Each line containing the string "bool" should be copied out of the entries.

Task input

>>>

//! Vertex types for 2D rendering

use bytemuck::{Pod, Zeroable};

/// Simple 2D vertex with position and color
#[repr(C)]
#[derive(Copy, Clone, Debug, PartialEq, Pod, Zeroable)]
pub struct Vertex {
    pub position: [f32; 2],
    pub color: [f32; 4],
}

impl Vertex {
    pub const fn new(x: f32, y: f32, color: [f32; 4]) -> Self {
        Self {
            position: [x, y],
            color,
        }
    }

    pub fn desc() -> wgpu::VertexBufferLayout<'static> {
        wgpu::VertexBufferLayout {
            array_stride: std::mem::size_of::<Vertex>() as wgpu::BufferAddress,
            step_mode: wgpu::VertexStepMode::Vertex,
            attributes: &[
                wgpu::VertexAttribute {
                    offset: 0,
                    shader_location: 0,
                    format: wgpu::VertexFormat::Float32x2,
                },
                wgpu::VertexAttribute {
                    offset: std::mem::size_of::<[f32; 2]>() as wgpu::BufferAddress,
                    shader_location: 1,
                    format: wgpu::VertexFormat::Float32x4,
                },
            ],
        }
    }
}

/// Colors for game elements
pub mod colors {
    pub const PLAYER: [f32; 4] = [1.0, 0.42, 0.21, 1.0]; // #FF6B35
    pub const PLAYER_OUTLINE: [f32; 4] = [0.85, 0.26, 0.08, 1.0]; // #D84315
    pub const BARREL: [f32; 4] = [0.55, 0.27, 0.07, 1.0]; // #8B4513
    pub const ENEMY: [f32; 4] = [0.78, 0.16, 0.16, 1.0]; // #C62828
    pub const ENEMY_OUTLINE: [f32; 4] = [0.55, 0.0, 0.0, 1.0]; // #8B0000
    pub const HEALTH_BACK: [f32; 4] = [0.2, 0.2, 0.2, 1.0]; // #333
    pub const HEALTH_FILL: [f32; 4] = [0.3, 0.69, 0.31, 1.0]; // #4CAF50
    pub const PROJECTILE: [f32; 4] = [1.0, 0.42, 0.21, 1.0];
    pub const AIM_LINE: [f32; 4] = [1.0, 1.0, 1.0, 0.15];
    pub const BACKGROUND: [f32; 4] = [0.07, 0.05, 0.04, 1.0];
}
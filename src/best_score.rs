//! Best-score bookkeeping
//!
//! The simulation only exposes `score`, `mode` and `status`. The host
//! watches published states with a [`BestScoreTracker`] and, when a
//! finished arena run beats the stored best, writes it through a
//! [`BestScoreStore`]. Writes are fire-and-forget; failures are logged
//! by the store and never retried.

use serde::{Deserialize, Serialize};

use crate::sim::{GameMode, GameState, GameStatus};

/// Where the best score lives (a backend, LocalStorage, memory)
pub trait BestScoreStore {
    fn best(&self) -> u32;
    fn submit(&mut self, score: u32);
}

/// Volatile store for native runs and tests
#[derive(Debug, Clone, Default)]
pub struct MemoryStore {
    best: u32,
    submissions: Vec<u32>,
}

impl MemoryStore {
    pub fn new(best: u32) -> Self {
        Self {
            best,
            submissions: Vec::new(),
        }
    }

    pub fn submissions(&self) -> &[u32] {
        &self.submissions
    }
}

impl BestScoreStore for MemoryStore {
    fn best(&self) -> u32 {
        self.best
    }

    fn submit(&mut self, score: u32) {
        self.submissions.push(score);
        self.best = self.best.max(score);
    }
}

/// Stored record
#[derive(Debug, Clone, Default, Serialize, Deserialize)]
pub struct BestScoreRecord {
    pub score: u32,
    /// Unix timestamp (ms) when achieved
    pub timestamp: f64,
}

/// Browser store keeping the record in LocalStorage
#[derive(Debug, Clone, Default)]
pub struct LocalStore {
    record: BestScoreRecord,
}

impl LocalStore {
    /// LocalStorage key (used only in wasm32)
    #[allow(dead_code)]
    const STORAGE_KEY: &'static str = "bacon_ops_best_score";

    /// Load the record from LocalStorage (WASM only)
    #[cfg(target_arch = "wasm32")]
    pub fn load() -> Self {
        let storage = web_sys::window()
            .and_then(|w| w.local_storage().ok())
            .flatten();

        if let Some(storage) = storage {
            if let Ok(Some(json)) = storage.get_item(Self::STORAGE_KEY) {
                match serde_json::from_str::<BestScoreRecord>(&json) {
                    Ok(record) => {
                        log::info!("Loaded best score {}", record.score);
                        return Self { record };
                    }
                    Err(e) => log::warn!("Ignoring malformed best score: {}", e),
                }
            }
        }

        log::info!("No best score found, starting fresh");
        Self::default()
    }

    #[cfg(not(target_arch = "wasm32"))]
    pub fn load() -> Self {
        Self::default()
    }

    #[cfg(target_arch = "wasm32")]
    fn persist(&self) {
        let storage = web_sys::window()
            .and_then(|w| w.local_storage().ok())
            .flatten();

        match (storage, serde_json::to_string(&self.record)) {
            (Some(storage), Ok(json)) => {
                if storage.set_item(Self::STORAGE_KEY, &json).is_err() {
                    log::warn!("Best score write rejected by storage");
                }
            }
            _ => log::warn!("Best score not saved: storage unavailable"),
        }
    }

    #[cfg(not(target_arch = "wasm32"))]
    fn persist(&self) {
        // No-op for native
    }
}

impl BestScoreStore for LocalStore {
    fn best(&self) -> u32 {
        self.record.score
    }

    fn submit(&mut self, score: u32) {
        #[cfg(target_arch = "wasm32")]
        let timestamp = js_sys::Date::now();
        #[cfg(not(target_arch = "wasm32"))]
        let timestamp = 0.0;

        self.record = BestScoreRecord { score, timestamp };
        self.persist();
        log::info!("Best score saved: {}", score);
    }
}

/// Watches published states and reports a new best exactly once per run
#[derive(Debug, Clone, Default)]
pub struct BestScoreTracker {
    last_status: Option<GameStatus>,
}

impl BestScoreTracker {
    pub fn new() -> Self {
        Self::default()
    }

    /// Forget the previous run (call when a new session starts)
    pub fn reset(&mut self) {
        self.last_status = None;
    }

    /// Score to submit, if `state` just entered game over with a new best
    ///
    /// Only arena runs by authenticated players count.
    pub fn observe(&mut self, state: &GameState, authenticated: bool, current_best: u32) -> Option<u32> {
        let entered_game_over = state.status == GameStatus::GameOver
            && self.last_status != Some(GameStatus::GameOver);
        self.last_status = Some(state.status);

        let qualifies = entered_game_over
            && state.mode == GameMode::Arena
            && authenticated
            && state.score > 0
            && state.score > current_best;
        qualifies.then_some(state.score)
    }

    /// Observe and, if warranted, write through `store`
    pub fn record(&mut self, state: &GameState, authenticated: bool, store: &mut dyn BestScoreStore) -> Option<u32> {
        let score = self.observe(state, authenticated, store.best())?;
        store.submit(score);
        Some(score)
    }
}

<<<

Task result
    pub fn observe(&mut self, state: &GameState, authenticated: bool, current_best: u32) -> Option<u32> {
    pub fn record(&mut self, state: &GameState, authenticated: bool, store: &mut dyn BestScoreStore) -> Option<u32> {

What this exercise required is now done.